CRM197-conjugated serogroup C meningococcal capsular polysaccharide, but not the native polysaccharide, induces persistent antigen-specific memory B cells
Kelly DF., Snape MD., Clutterbuck EA., Green S., Snowden C., Diggle L., Yu L-M., Borkowski A., Moxon ER., Pollard AJ.
Abstract Neisseria meningitidis is one of the leading causes of bacterial meningitis and septicemia in children. Vaccines containing the purified polysaccharide capsule from the organism, a T cell-independent antigen, have been available for decades but do not appear to provide protection in infancy or immunologic memory as measured by antibody responses. By contrast, T cell-dependent serogroup C protein-polysaccharide conjugate vaccines protect against serogroup C meningococcal disease from infancy onward and prime for immunologic memory. We compared the magnitude and kinetics of plasma cell and memory B-cell responses to a meningococcal plain polysaccharide vaccine and a serogroup C glycoconjugate vaccine in adolescents previously primed with the conjugate vaccine.
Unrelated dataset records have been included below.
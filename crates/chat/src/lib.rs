#![deny(unsafe_code)]

/// Line-based terminal front end.
pub mod app;
/// Conversation state, submission control and the session actor.
pub mod chat;
/// Layered settings and their persistence.
pub mod settings;
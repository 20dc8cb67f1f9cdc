//! Virtual path ↔ object key mapping.
//!
//! Hosts address content as `~/upload/28/photo.jpg`; the store holds it at
//! `upload/28/photo.jpg`. For any path that starts with `~/` (and has no
//! further leading `/`), `to_virtual_path(&to_store_key(p)) == p`.

/// Root marker of virtual paths.
pub const ROOT_MARKER: &str = "~/";

/// Name of the zero-byte object that marks a directory as existing.
pub const SENTINEL_NAME: &str = "__empty";

/// Delimiter between key segments.
pub const DELIMITER: char = '/';

/// Strip the `~/` marker, then any remaining leading `/`.
pub fn to_store_key(virtual_path: &str) -> String {
    let path = if virtual_path == "~" {
        ""
    } else {
        virtual_path.strip_prefix(ROOT_MARKER).unwrap_or(virtual_path)
    };
    path.trim_start_matches(DELIMITER).to_string()
}

/// Prepend the `~/` marker.
pub fn to_virtual_path(store_key: &str) -> String {
    format!("{ROOT_MARKER}{store_key}")
}

/// Key of a directory: its store key without trailing delimiters.
pub fn directory_key(virtual_path: &str) -> String {
    to_store_key(virtual_path)
        .trim_end_matches(DELIMITER)
        .to_string()
}

/// Listing prefix for the contents of a directory key (`""` for the root).
pub fn list_prefix(dir_key: &str) -> String {
    if dir_key.is_empty() {
        String::new()
    } else {
        format!("{dir_key}{DELIMITER}")
    }
}

/// Key of a directory's sentinel object.
pub fn sentinel_key(dir_key: &str) -> String {
    format!("{}{SENTINEL_NAME}", list_prefix(dir_key))
}

/// Last non-empty segment of a key or path.
pub fn file_name(key: &str) -> &str {
    key.trim_end_matches(DELIMITER)
        .rsplit(DELIMITER)
        .next()
        .unwrap_or("")
}
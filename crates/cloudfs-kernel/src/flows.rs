//! FlowBus pub/sub for filesystem lifecycle events.
//!
//! The adapter publishes one [`FsFlow`] per successful mutation. Hosts
//! subscribe with NATS-style subject patterns to the events they care about.
//!
//! # Pattern Matching
//!
//! Patterns use dot-separated tokens with wildcards:
//! - `*` matches exactly one token: `file.*` matches `file.written` but not `directory.created`
//! - `>` matches one or more tokens (only at end): `>` matches everything
//! - Exact match: `file.moved` only matches `file.moved`
//!
//! # Example
//!
//! ```ignore
//! let fs = ObjectStoreFs::new(store, &config);
//! let mut sub = fs.subscribe("directory.*");
//!
//! fs.create_directory("~/upload/28").await?;
//!
//! while let Some(msg) = sub.recv().await {
//!     println!("{}: {}", msg.subject, msg.payload.source_path());
//! }
//! ```

use serde::{Deserialize, Serialize};
use tokio::sync::broadcast;

/// Default channel capacity for a filesystem's bus.
pub const DEFAULT_FLOW_CAPACITY: usize = 1024;

// ============================================================================
// Pattern Matching
// ============================================================================

/// Check if a subject matches a pattern.
///
/// ```ignore
/// assert!(matches_pattern("file.*", "file.written"));
/// assert!(matches_pattern(">", "directory.deleted"));
/// assert!(!matches_pattern("file.*", "directory.created"));
/// ```
pub fn matches_pattern(pattern: &str, subject: &str) -> bool {
    let pattern_tokens: Vec<&str> = pattern.split('.').collect();
    let subject_tokens: Vec<&str> = subject.split('.').collect();

    let mut pi = 0;
    let mut si = 0;

    while pi < pattern_tokens.len() && si < subject_tokens.len() {
        match pattern_tokens[pi] {
            ">" => {
                // `>` must be the last token
                return pi == pattern_tokens.len() - 1;
            }
            "*" => {
                pi += 1;
                si += 1;
            }
            token => {
                if token != subject_tokens[si] {
                    return false;
                }
                pi += 1;
                si += 1;
            }
        }
    }

    pi == pattern_tokens.len() && si == subject_tokens.len()
}

// ============================================================================
// Flow Message Types
// ============================================================================

/// Trait for payloads that know their subject.
pub trait HasSubject {
    fn subject(&self) -> &str;
}

/// A message published to the flow bus.
#[derive(Clone, Debug)]
pub struct FlowMessage<T> {
    /// The subject (derived from payload).
    pub subject: String,
    pub payload: T,
}

impl<T: HasSubject> FlowMessage<T> {
    pub fn new(payload: T) -> Self {
        let subject = payload.subject().to_string();
        Self {
            subject,
            payload,
        }
    }
}

// ============================================================================
// Filesystem Flow Events
// ============================================================================

/// Filesystem lifecycle events.
///
/// Paths are virtual (`~/...`) paths, except [`FsFlow::Deleted`], which
/// carries the path exactly as the caller passed it.
#[derive(Clone, Debug, PartialEq, Eq, Serialize, Deserialize)]
pub enum FsFlow {
    /// A file was uploaded.
    Written { path: String },
    /// A file was copied server-side.
    Copied { from: String, to: String },
    /// A file was copied and its source removed.
    Moved { from: String, to: String },
    /// A file was removed.
    Deleted { path: String },
    /// A directory sentinel was created.
    DirectoryCreated { path: String },
    /// Reserved: directory moves are not supported, so this is never published.
    DirectoryMoved { from: String, to: String },
    /// A directory and everything under it was removed.
    DirectoryDeleted { path: String },
}

impl FsFlow {
    pub fn subject(&self) -> &'static str {
        match self {
            Self::Written { .. } => "file.written",
            Self::Copied { .. } => "file.copied",
            Self::Moved { .. } => "file.moved",
            Self::Deleted { .. } => "file.deleted",
            Self::DirectoryCreated { .. } => "directory.created",
            Self::DirectoryMoved { .. } => "directory.moved",
            Self::DirectoryDeleted { .. } => "directory.deleted",
        }
    }

    /// The path the operation acted on (the source for copies and moves).
    pub fn source_path(&self) -> &str {
        match self {
            Self::Written { path }
            | Self::Deleted { path }
            | Self::DirectoryCreated { path }
            | Self::DirectoryDeleted { path } => path,
            Self::Copied { from, .. } | Self::Moved { from, .. } | Self::DirectoryMoved { from, .. } => {
                from
            }
        }
    }

    /// The destination, for copies and moves.
    pub fn destination_path(&self) -> Option<&str> {
        match self {
            Self::Copied { to, .. } | Self::Moved { to, .. } | Self::DirectoryMoved { to, .. } => {
                Some(to)
            }
            _ => None,
        }
    }
}

impl HasSubject for FsFlow {
    fn subject(&self) -> &str {
        FsFlow::subject(self)
    }
}

// ============================================================================
// FlowBus
// ============================================================================

/// Type-parameterized pub/sub bus.
///
/// Uses a broadcast channel internally for multi-subscriber delivery.
/// Subscribers receive only messages matching their pattern.
#[derive(Debug)]
pub struct FlowBus<T: Clone + Send + 'static> {
    tx: broadcast::Sender<FlowMessage<T>>,
}

impl<T: Clone + Send + 'static> FlowBus<T> {
    /// Create a new flow bus with the given channel capacity.
    pub fn new(capacity: usize) -> Self {
        let (tx, _) = broadcast::channel(capacity);
        Self { tx }
    }
}

impl<T: Clone + Send + HasSubject + 'static> FlowBus<T> {
    /// Publish a payload to the bus.
    ///
    /// Returns the number of subscribers that received the message; zero
    /// subscribers is not an error.
    pub fn publish(&self, payload: T) -> usize {
        let msg = FlowMessage::new(payload);
        self.tx.send(msg).unwrap_or(0)
    }

    /// Subscribe to messages matching a pattern.
    pub fn subscribe(&self, pattern: &str) -> Subscription<T> {
        Subscription {
            pattern: pattern.to_string(),
            rx: self.tx.subscribe(),
        }
    }
}

impl<T: Clone + Send + 'static> Clone for FlowBus<T> {
    fn clone(&self) -> Self {
        Self {
            tx: self.tx.clone(),
        }
    }
}

// ============================================================================
// Subscription
// ============================================================================

/// A subscription to a FlowBus with pattern filtering.
pub struct Subscription<T: Clone> {
    pattern: String,
    rx: broadcast::Receiver<FlowMessage<T>>,
}

impl<T: Clone> Subscription<T> {
    pub fn pattern(&self) -> &str {
        &self.pattern
    }

    /// Receive the next matching message, waiting if necessary.
    ///
    /// Returns None once every bus handle has been dropped.
    pub async fn recv(&mut self) -> Option<FlowMessage<T>> {
        loop {
            match self.rx.recv().await {
                Ok(msg) => {
                    if matches_pattern(&self.pattern, &msg.subject) {
                        return Some(msg);
                    }
                }
                Err(broadcast::error::RecvError::Closed) => return None,
                Err(broadcast::error::RecvError::Lagged(n)) => {
                    tracing::warn!(
                        pattern = %self.pattern,
                        lagged = n,
                        "Flow subscription lagged behind"
                    );
                }
            }
        }
    }

    /// Try to receive the next matching message without blocking.
    pub fn try_recv(&mut self) -> Option<FlowMessage<T>> {
        loop {
            match self.rx.try_recv() {
                Ok(msg) => {
                    if matches_pattern(&self.pattern, &msg.subject) {
                        return Some(msg);
                    }
                }
                Err(broadcast::error::TryRecvError::Empty) => return None,
                Err(broadcast::error::TryRecvError::Closed) => return None,
                Err(broadcast::error::TryRecvError::Lagged(n)) => {
                    tracing::warn!(
                        pattern = %self.pattern,
                        lagged = n,
                        "Flow subscription lagged behind"
                    );
                }
            }
        }
    }

    /// Drain every matching message currently buffered.
    pub fn drain(&mut self) -> Vec<FlowMessage<T>> {
        std::iter::from_fn(|| self.try_recv()).collect()
    }
}

impl<T: Clone> std::fmt::Debug for Subscription<T> {
    fn fmt(&self, f: &mut std::fmt::Formatter<'_>) -> std::fmt::Result {
        f.debug_struct("Subscription")
            .field("pattern", &self.pattern)
            .finish_non_exhaustive()
    }
}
Plasma cell kinetics were similar for both vaccines, though the magnitude of the response was greater for the glycoconjugate. In contrast to the glycoconjugate vaccine, the plain polysaccharide vaccine did not induce a persistent immunoglobulin G (IgG) memory B-cell response. This is the first study to directly show that serogroup C meningococcal glycoconjugate vaccines induce persistent production of memory B cells and that plain polysaccharide vaccines do not, supporting the use of the conjugate vaccine for sustained population protection. Detection of peripheral blood memory B-cell responses after vaccination may be a useful signature of successful induction of immunologic memory during novel vaccine evaluation.